Exercise description
Which lines of the records contain the word "slots"? Show each of them.

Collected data

※ ※ ※

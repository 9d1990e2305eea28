//! Node abstraction for the filter graph.
//!
//! Two layers, as in the rest of the graph:
//! - **[`NodeCore`]** holds what every node has: identity, input slots,
//!   output streams, parameters and the error list.
//! - **[`AnyNode`]** is the enum stored in the graph. Instrument channels are
//!   a concrete variant; everything else is a boxed [`Filter`].

use super::filter::Filter;
use super::id::{NodeId, StreamRef};
use super::parameter::ParameterMap;
use super::stream::Stream;
use crate::error::{Result, ScopeError};
use crate::instrument::InstrumentChannel;
use crate::waveform::Waveform;

/// One input of a node
#[derive(Debug, Clone, PartialEq, Eq)]
pub struct InputSlot {
    pub name: String,
    pub source: Option<StreamRef>,
}

/// What a node saw on its last refresh; used to skip unchanged work
#[derive(Debug, Clone, PartialEq, Eq)]
pub(crate) struct RefreshStamp {
    pub input_revisions: Vec<Option<u64>>,
    pub parameter_generation: u64,
}

/// State shared by every node kind
#[derive(Debug)]
pub struct NodeCore {
    id: NodeId,
    class_name: String,
    pub display_name: String,
    pub color: String,
    inputs: Vec<InputSlot>,
    streams: Vec<Stream>,
    params: ParameterMap,
    errors: Vec<String>,
    pub(crate) last_refresh: Option<RefreshStamp>,
    pub(crate) output_revision: u64,
}

impl NodeCore {
    pub fn new(class_name: impl Into<String>, color: impl Into<String>) -> Self {
        let class_name = class_name.into();
        Self {
            id: NodeId::INVALID,
            display_name: class_name.clone(),
            class_name,
            color: color.into(),
            inputs: Vec::new(),
            streams: Vec::new(),
            params: ParameterMap::new(),
            errors: Vec::new(),
            last_refresh: None,
            output_revision: 0,
        }
    }

    pub fn id(&self) -> NodeId {
        self.id
    }

    pub(crate) fn set_id(&mut self, id: NodeId) {
        self.id = id;
    }

    pub fn class_name(&self) -> &str {
        &self.class_name
    }

    // ── Inputs ──

    pub fn create_input(&mut self, name: impl Into<String>) {
        self.inputs.push(InputSlot {
            name: name.into(),
            source: None,
        });
    }

    pub fn input_count(&self) -> usize {
        self.inputs.len()
    }

    pub fn input(&self, i: usize) -> Option<StreamRef> {
        self.inputs.get(i).and_then(|slot| slot.source)
    }

    pub fn input_name(&self, i: usize) -> Option<&str> {
        self.inputs.get(i).map(|slot| slot.name.as_str())
    }

    /// Index of the input slot called `name`
    pub fn input_index(&self, name: &str) -> Option<usize> {
        self.inputs.iter().position(|slot| slot.name == name)
    }

    pub fn inputs(&self) -> &[InputSlot] {
        &self.inputs
    }

    /// Replace the input slots. A slot whose name survives keeps its source.
    pub fn rebuild_inputs<S: Into<String>>(&mut self, names: impl IntoIterator<Item = S>) {
        let old = std::mem::take(&mut self.inputs);
        self.inputs = names
            .into_iter()
            .map(|name| {
                let name = name.into();
                let source = old.iter().find(|slot| slot.name == name).and_then(|slot| slot.source);
                InputSlot { name, source }
            })
            .collect();
        self.last_refresh = None;
    }

    /// Raw slot assignment; validation and cycle checks live in the graph
    pub(crate) fn set_input_unchecked(&mut self, i: usize, source: Option<StreamRef>) -> Result<()> {
        let slot = self
            .inputs
            .get_mut(i)
            .ok_or_else(|| ScopeError::InvalidParameter(format!("no input slot {}", i)))?;
        slot.source = source;
        self.last_refresh = None;
        Ok(())
    }

    /// Clear every input that points at `node`. Returns how many were cleared.
    pub(crate) fn disconnect_from(&mut self, node: NodeId) -> usize {
        let mut cleared = 0;
        for slot in &mut self.inputs {
            if slot.source.is_some_and(|s| s.node == node) {
                slot.source = None;
                cleared += 1;
            }
        }
        if cleared > 0 {
            self.last_refresh = None;
        }
        cleared
    }

    // ── Streams ──

    pub fn add_stream(&mut self, stream: Stream) -> usize {
        self.streams.push(stream);
        self.streams.len() - 1
    }

    /// Replace every output stream; consumers address streams by index
    pub fn rebuild_streams(&mut self, streams: Vec<Stream>) {
        self.streams = streams;
        self.last_refresh = None;
    }

    pub fn stream_count(&self) -> usize {
        self.streams.len()
    }

    pub fn stream(&self, i: usize) -> Option<&Stream> {
        self.streams.get(i)
    }

    pub fn stream_mut(&mut self, i: usize) -> Option<&mut Stream> {
        self.streams.get_mut(i)
    }

    pub fn streams(&self) -> &[Stream] {
        &self.streams
    }

    pub fn streams_mut(&mut self) -> &mut [Stream] {
        &mut self.streams
    }

    /// Index of the stream called `name`
    pub fn stream_index(&self, name: &str) -> Option<usize> {
        self.streams.iter().position(|s| s.name == name)
    }

    pub fn set_output_waveform(&mut self, i: usize, waveform: Waveform) {
        match self.streams.get_mut(i) {
            Some(stream) => stream.set_waveform(Some(waveform)),
            None => tracing::error!("{} has no output stream {}", self.id, i),
        }
    }

    pub fn set_output_value(&mut self, i: usize, value: f64) {
        match self.streams.get_mut(i) {
            Some(stream) => stream.set_value(Some(value)),
            None => tracing::error!("{} has no output stream {}", self.id, i),
        }
    }

    /// Null every output stream
    pub fn clear_outputs(&mut self) {
        for stream in &mut self.streams {
            stream.clear();
        }
    }

    // ── Parameters ──

    pub fn parameters(&self) -> &ParameterMap {
        &self.params
    }

    pub fn parameters_mut(&mut self) -> &mut ParameterMap {
        &mut self.params
    }

    // ── Errors ──

    pub fn errors(&self) -> &[String] {
        &self.errors
    }

    pub fn has_errors(&self) -> bool {
        !self.errors.is_empty()
    }

    pub fn add_error(&mut self, message: impl Into<String>) {
        self.errors.push(message.into());
    }

    pub fn clear_errors(&mut self) {
        self.errors.clear();
    }
}

/// Enum dispatch over node kinds
#[derive(Debug)]
pub enum AnyNode {
    Channel(InstrumentChannel),
    Filter(Box<dyn Filter>),
}

impl AnyNode {
    pub fn core(&self) -> &NodeCore {
        match self {
            AnyNode::Channel(c) => c.core(),
            AnyNode::Filter(f) => f.core(),
        }
    }

    pub fn core_mut(&mut self) -> &mut NodeCore {
        match self {
            AnyNode::Channel(c) => c.core_mut(),
            AnyNode::Filter(f) => f.core_mut(),
        }
    }

    pub fn id(&self) -> NodeId {
        self.core().id()
    }

    pub fn class_name(&self) -> &str {
        self.core().class_name()
    }

    pub fn is_channel(&self) -> bool {
        matches!(self, AnyNode::Channel(_))
    }

    pub fn as_filter(&self) -> Option<&dyn Filter> {
        match self {
            AnyNode::Filter(f) => Some(f.as_ref()),
            AnyNode::Channel(_) => None,
        }
    }

    pub fn as_filter_mut(&mut self) -> Option<&mut (dyn Filter + 'static)> {
        match self {
            AnyNode::Filter(f) => Some(f.as_mut()),
            AnyNode::Channel(_) => None,
        }
    }

    pub fn as_channel(&self) -> Option<&InstrumentChannel> {
        match self {
            AnyNode::Channel(c) => Some(c),
            AnyNode::Filter(_) => None,
        }
    }

    pub fn as_channel_mut(&mut self) -> Option<&mut InstrumentChannel> {
        match self {
            AnyNode::Channel(c) => Some(c),
            AnyNode::Filter(_) => None,
        }
    }

    /// Whether `stream` is an acceptable source for input `i`.
    /// Channels have no inputs and accept nothing.
    pub fn validate_channel(&self, i: usize, stream: &Stream) -> bool {
        match self {
            AnyNode::Channel(_) => false,
            AnyNode::Filter(f) => i < f.core().input_count() && f.validate_channel(i, stream),
        }
    }
}

impl From<InstrumentChannel> for AnyNode {
    fn from(c: InstrumentChannel) -> Self {
        AnyNode::Channel(c)
    }
}

impl From<Box<dyn Filter>> for AnyNode {
    fn from(f: Box<dyn Filter>) -> Self {
        AnyNode::Filter(f)
    }
}

#[cfg(test)]
mod tests {
    use super::*;
    use crate::units::Unit;

    #[test]
    fn test_inputs_by_name() {
        let mut core = NodeCore::new("Window", "#ffffff");
        core.create_input("din");
        core.create_input("clk");
        assert_eq!(core.input_count(), 2);
        assert_eq!(core.input_index("clk"), Some(1));
        assert_eq!(core.input(0), None);

        core.set_input_unchecked(0, Some(StreamRef::new(NodeId(4), 0))).unwrap();
        core.set_input_unchecked(1, Some(StreamRef::new(NodeId(4), 1))).unwrap();
        assert_eq!(core.disconnect_from(NodeId(4)), 2);
        assert!(core.inputs().iter().all(|s| s.source.is_none()));
        assert!(core.set_input_unchecked(5, None).is_err());
    }

    #[test]
    fn test_rebuild_inputs_keeps_named_sources() {
        let mut core = NodeCore::new("Reference Plane Extension", "#ffffff");
        core.rebuild_inputs(["S11_mag", "S11_ang"]);
        let src = StreamRef::new(NodeId(2), 1);
        core.set_input_unchecked(1, Some(src)).unwrap();

        core.rebuild_inputs(["S11_mag", "S11_ang", "S21_mag"]);
        assert_eq!(core.input_count(), 3);
        assert_eq!(core.input(1), Some(src));
        assert_eq!(core.input(2), None);
    }

    #[test]
    fn test_clear_outputs_nulls_values() {
        let mut core = NodeCore::new("Peak", "#ffffff");
        let i = core.add_stream(Stream::scalar("Pk-Pk", Unit::Volts));
        core.set_output_value(i, 1.5);
        assert!(core.stream(i).unwrap().has_data());
        core.clear_outputs();
        assert!(!core.stream(i).unwrap().has_data());
    }
}
//! Mock construction helpers

use mockall::mock;
use scopeflow::graph::{FilterGraph, NodeId};
use scopeflow::instrument::{
    AcquisitionController, AcquisitionState, ChannelInfo, Coupling, Instrument, TransportDescriptor,
    TriggerMode, WaveformSet,
};
use scopeflow::Result;
use std::sync::Arc;

mock! {
    pub Scope {}

    impl Instrument for Scope {
        fn name(&self) -> String;
        fn driver_name(&self) -> String;
        fn transport(&self) -> TransportDescriptor;
        fn channel_count(&self) -> usize;
        fn channel_info(&self, i: usize) -> ChannelInfo;
        fn coupling(&self, i: usize) -> Coupling;
        fn set_coupling(&self, i: usize, coupling: Coupling) -> Result<()>;
        fn voltage_range(&self, i: usize, stream: usize) -> f64;
        fn set_voltage_range(&self, i: usize, stream: usize, range: f64) -> Result<()>;
        fn offset(&self, i: usize, stream: usize) -> f64;
        fn set_offset(&self, i: usize, stream: usize, offset: f64) -> Result<()>;
        fn start(&self) -> Result<()>;
        fn start_single_trigger(&self) -> Result<()>;
        fn stop(&self) -> Result<()>;
        fn force_trigger(&self) -> Result<()>;
        fn poll_trigger(&self) -> Result<TriggerMode>;
        fn acquire_data(&self) -> Result<WaveformSet>;
        fn is_trigger_armed(&self) -> bool;
        fn sample_rate(&self) -> u64;
        fn set_sample_rate(&self, rate: u64) -> Result<()>;
        fn sample_depth(&self) -> u64;
        fn set_sample_depth(&self, depth: u64) -> Result<()>;
    }
}

/// A mock with identity and channel layout filled in; acquisition calls are left to the test
pub fn mock_scope(channels: Vec<ChannelInfo>) -> MockScope {
    let mut scope = MockScope::new();
    scope.expect_name().return_const("mock".to_string());
    scope.expect_driver_name().return_const("mock".to_string());
    scope.expect_transport().returning(|| TransportDescriptor {
        name: "null".to_string(),
        connection_string: String::new(),
    });
    scope.expect_channel_count().return_const(channels.len());
    scope
        .expect_channel_info()
        .returning(move |i| channels[i].clone());
    scope
}

/// Three digital channels named for an SPI bus
pub fn spi_channels() -> Vec<ChannelInfo> {
    ["CLK", "CS", "MOSI"]
        .iter()
        .map(|name| ChannelInfo::digital(*name, "#ffffff"))
        .collect()
}

/// Attach a mock that delivers `set` on one single-shot trigger, and run the
/// acquisition until the set is queued. Returns the channel node ids.
pub fn acquire_once(graph: &mut FilterGraph, channels: Vec<ChannelInfo>, set: WaveformSet) -> Vec<NodeId> {
    let mut scope = mock_scope(channels);
    scope.expect_start_single_trigger().times(1).returning(|| Ok(()));
    scope
        .expect_poll_trigger()
        .returning(|| Ok(TriggerMode::Triggered));
    let mut set = Some(set);
    scope
        .expect_acquire_data()
        .times(1)
        .returning(move || Ok(set.take().unwrap()));

    let acq = Arc::new(AcquisitionController::new(Arc::new(scope), 4));
    let ids = graph.attach_instrument("mock", acq.clone(), None).unwrap();
    acq.start_single_trigger().unwrap();
    while acq.poll().unwrap() != AcquisitionState::Stopped {}
    assert_eq!(acq.pending_len(), 1);
    ids
}
//! Protocol waveforms: sparse sequences of decoded symbols.
//!
//! Color and text rendering are delegated to the symbol type, so a decoder
//! only defines its symbol enum and implements [`ProtocolSymbol`].

use super::WaveformHeader;
use crate::buffer::AcceleratedBuffer;
use crate::compute::ComputeDevice;
use crate::error::Result;
use serde::{Deserialize, Serialize};
use std::any::Any;
use std::fmt::Debug;
use std::sync::Arc;

/// Palette shared by protocol decoders
#[derive(Debug, Clone, Copy, PartialEq, Eq, Hash, Serialize, Deserialize)]
pub enum StandardColor {
    Idle,
    Control,
    Address,
    Preamble,
    Data,
    Status,
    ChecksumOk,
    ChecksumBad,
    Error,
}

impl StandardColor {
    /// Display color as `#rrggbb`
    pub fn hex(&self) -> &'static str {
        match self {
            StandardColor::Idle => "#404040",
            StandardColor::Control => "#c000a0",
            StandardColor::Address => "#ffff00",
            StandardColor::Preamble => "#808080",
            StandardColor::Data => "#336699",
            StandardColor::Status => "#00ffff",
            StandardColor::ChecksumOk => "#00ff00",
            StandardColor::ChecksumBad => "#ff0000",
            StandardColor::Error => "#ff0000",
        }
    }
}

/// One decoded symbol
pub trait ProtocolSymbol: Clone + Debug + Send + Sync + 'static {
    fn color(&self) -> StandardColor;
    fn text(&self) -> String;
}

/// Type-erased protocol waveform
pub trait AnyProtocolWaveform: Debug + Send + Sync {
    fn header(&self) -> &WaveformHeader;
    fn header_mut(&mut self) -> &mut WaveformHeader;
    fn len(&self) -> usize;
    fn is_empty(&self) -> bool {
        self.len() == 0
    }
    fn offset(&self, i: usize) -> i64;
    fn duration(&self, i: usize) -> i64;
    fn color(&self, i: usize) -> StandardColor;
    fn text(&self, i: usize) -> String;
    fn prepare_for_cpu_access(&mut self) -> Result<()>;
    fn prepare_for_gpu_access(&mut self, device: &Arc<ComputeDevice>) -> Result<()>;
    fn clone_box(&self) -> Result<Box<dyn AnyProtocolWaveform>>;
    fn as_any(&self) -> &dyn Any;
}

impl<'a> dyn AnyProtocolWaveform + 'a {
    pub fn downcast_ref<S: ProtocolSymbol>(&self) -> Option<&ProtocolWaveform<S>> {
        self.as_any().downcast_ref::<ProtocolWaveform<S>>()
    }
}

#[derive(Debug)]
pub struct ProtocolWaveform<S: ProtocolSymbol> {
    pub header: WaveformHeader,
    pub offsets: AcceleratedBuffer<i64>,
    pub durations: AcceleratedBuffer<i64>,
    pub symbols: Vec<S>,
}

impl<S: ProtocolSymbol> ProtocolWaveform<S> {
    pub fn new(timescale: i64) -> Self {
        Self {
            header: WaveformHeader::with_timescale(timescale),
            offsets: AcceleratedBuffer::new(),
            durations: AcceleratedBuffer::new(),
            symbols: Vec::new(),
        }
    }

    pub fn push(&mut self, offset: i64, duration: i64, symbol: S) {
        self.offsets.push(offset);
        self.durations.push(duration);
        self.symbols.push(symbol);
    }

    pub fn symbol(&self, i: usize) -> &S {
        &self.symbols[i]
    }

    /// Extend the last symbol so it ends at `end` (in offset units)
    pub fn extend_last_to(&mut self, end: i64) {
        if let Some(last) = self.symbols.len().checked_sub(1) {
            self.durations[last] = (end - self.offsets[last]).max(1);
        }
    }

    pub fn offset_scaled(&self, i: usize) -> i64 {
        self.offsets[i] * self.header.timescale + self.header.trigger_phase
    }

    pub fn mark_modified_from_cpu(&mut self) {
        self.offsets.mark_modified_from_cpu();
        self.durations.mark_modified_from_cpu();
    }
}

impl<S: ProtocolSymbol> AnyProtocolWaveform for ProtocolWaveform<S> {
    fn header(&self) -> &WaveformHeader {
        &self.header
    }

    fn header_mut(&mut self) -> &mut WaveformHeader {
        &mut self.header
    }

    fn len(&self) -> usize {
        self.symbols.len()
    }

    fn offset(&self, i: usize) -> i64 {
        self.offsets[i]
    }

    fn duration(&self, i: usize) -> i64 {
        self.durations[i]
    }

    fn color(&self, i: usize) -> StandardColor {
        self.symbols[i].color()
    }

    fn text(&self, i: usize) -> String {
        self.symbols[i].text()
    }

    fn prepare_for_cpu_access(&mut self) -> Result<()> {
        self.offsets.prepare_for_cpu_access()?;
        self.durations.prepare_for_cpu_access()
    }

    fn prepare_for_gpu_access(&mut self, device: &Arc<ComputeDevice>) -> Result<()> {
        self.offsets.prepare_for_gpu_access(device)?;
        self.durations.prepare_for_gpu_access(device)
    }

    fn clone_box(&self) -> Result<Box<dyn AnyProtocolWaveform>> {
        Ok(Box::new(ProtocolWaveform {
            header: self.header.clone(),
            offsets: self.offsets.try_clone()?,
            durations: self.durations.try_clone()?,
            symbols: self.symbols.clone(),
        }))
    }

    fn as_any(&self) -> &dyn Any {
        self
    }
}

#[cfg(test)]
mod tests {
    use super::*;
    use crate::waveform::Waveform;

    #[derive(Debug, Clone, PartialEq)]
    enum Bit {
        Start,
        Value(u8),
    }

    impl ProtocolSymbol for Bit {
        fn color(&self) -> StandardColor {
            match self {
                Bit::Start => StandardColor::Preamble,
                Bit::Value(_) => StandardColor::Data,
            }
        }

        fn text(&self) -> String {
            match self {
                Bit::Start => "START".to_string(),
                Bit::Value(v) => format!("{:02x}", v),
            }
        }
    }

    #[test]
    fn test_dispatch_to_symbol_type() {
        let mut w = ProtocolWaveform::new(1000);
        w.push(0, 5, Bit::Start);
        w.push(5, 10, Bit::Value(0x3c));
        w.extend_last_to(20);

        let wave = Waveform::from(w);
        let p = wave.protocol().unwrap();
        assert_eq!(p.len(), 2);
        assert_eq!(p.text(1), "3c");
        assert_eq!(p.color(0), StandardColor::Preamble);
        assert_eq!(p.duration(1), 15);
        assert_eq!(wave.offset_scaled(1), 5000);

        let typed = p.downcast_ref::<Bit>().unwrap();
        assert_eq!(typed.symbol(0), &Bit::Start);
    }

    #[test]
    fn test_clone_box_is_deep() {
        let mut w = ProtocolWaveform::new(1);
        w.push(0, 1, Bit::Value(1));
        let copy = w.clone_box().unwrap();
        w.symbols[0] = Bit::Value(2);
        assert_eq!(copy.text(0), "01");
    }
}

※ ※ ※

Solution to this exercise
//! - **[`NodeCore`]** holds what every node has: identity, input slots,
    /// Replace the input slots. A slot whose name survives keeps its source.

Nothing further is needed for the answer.